Once your red zones are visible, the Pareto principle is the quickest way to decide which to fund first.
How does the 0–5 scale turn gaps into numbers?
Measuring a gap needs current and required capability on the same clear scale. The Upleashed 0–5 framework assigns proficiency weightings: Level 1 = 25%, Level 2 = 50%, Level 3 = 75%, Levels 4 and 5 = 100%, with Level 0 excluded from averages. Average a skill column to get team current capability as a percentage; compare to the required level (also a percentage); the gap is the difference in points.
| Level | Meaning (summary) |
|---|---|
| 0 | Not required for this role in the next year |
| 1 | In training; not yet at quality standard |
| 2 | Developing; performs with checking |
| 3 | Capable; unsupervised, consistent quality (usual target) |
| 4 | Expert; trains others; reconfirm if unused three months |
| 5 | Strategic ownership; defines standards and processes |
Worked example — Data analysis (strategic priority, required Level 3 = 75%).

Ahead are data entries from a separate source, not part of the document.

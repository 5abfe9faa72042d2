use crate::data::persistence::get_data_dir;
use crate::data::settings::ConfigFile;
use crate::data::{AvailabilityModel, Persistable};
use anyhow::Result;
use std::fs;
use std::path::Path;

pub fn run() -> Result<()> {
    let dir = get_data_dir()?;
    fs::create_dir_all(&dir)?;
    run_in_dir(&dir)?;
    log::info!("initialized data files in {}", dir.display());
    println!("Data files initialized successfully.");
    Ok(())
}

/// Writes all default data files into `dir`. Exposed for unit testing.
pub(crate) fn run_in_dir(dir: &Path) -> Result<()> {
    ConfigFile::default().save_to(dir)?;
    AvailabilityModel::default().save_to(dir)?;
    Ok(())
}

Six-person team scores: 2, 1, 2, 1, 2, 1 → weightings 50, 25, 50, 25, 50, 25 → average 225 ÷ 6 = 38% current. Gap = 75% − 38% = 37 percentage points — large, on a strategic skill, therefore top priority for the plan.
What does a quantified gap table look like on a real team?
Below is a skill-level summary for a six-person customer operations team after scoring. Required future level is Level 3 (75%) for each skill unless noted.
| Skill | Current | Required | Gap (pts) | Priority |
|---|---|---|---|---|
| Complaint handling | 83% | Met (+8) | — | |
| Coaching others | 58% | 17 | Medium | |
| Compliance (KYC) | 46% | 29 | High · regulated | |
| Data analysis | 38% | 37 | High · strategic | |
| CRM proficiency | 67% | 8 | Lower |
Read the table in three passes. Size: Data analysis and Compliance show the largest shortfalls. Impact: both are flagged critical — regulated or strategic — so they lead the plan ahead of the smaller CRM gap. Surplus: Complaint handling already exceeds requirement; capable people there can coach others or absorb work while gaps close elsewhere.
Re-run the same table next quarter against unchanged required levels. Narrowing gaps are proof your interventions worked; widening gaps signal a shifting desired state or stale scores.
How do you close gaps once they are ranked?
Each prioritised gap has more than one fix. The right choice depends on size, timescale, and whether the skill must exist inside the team or can be bought in.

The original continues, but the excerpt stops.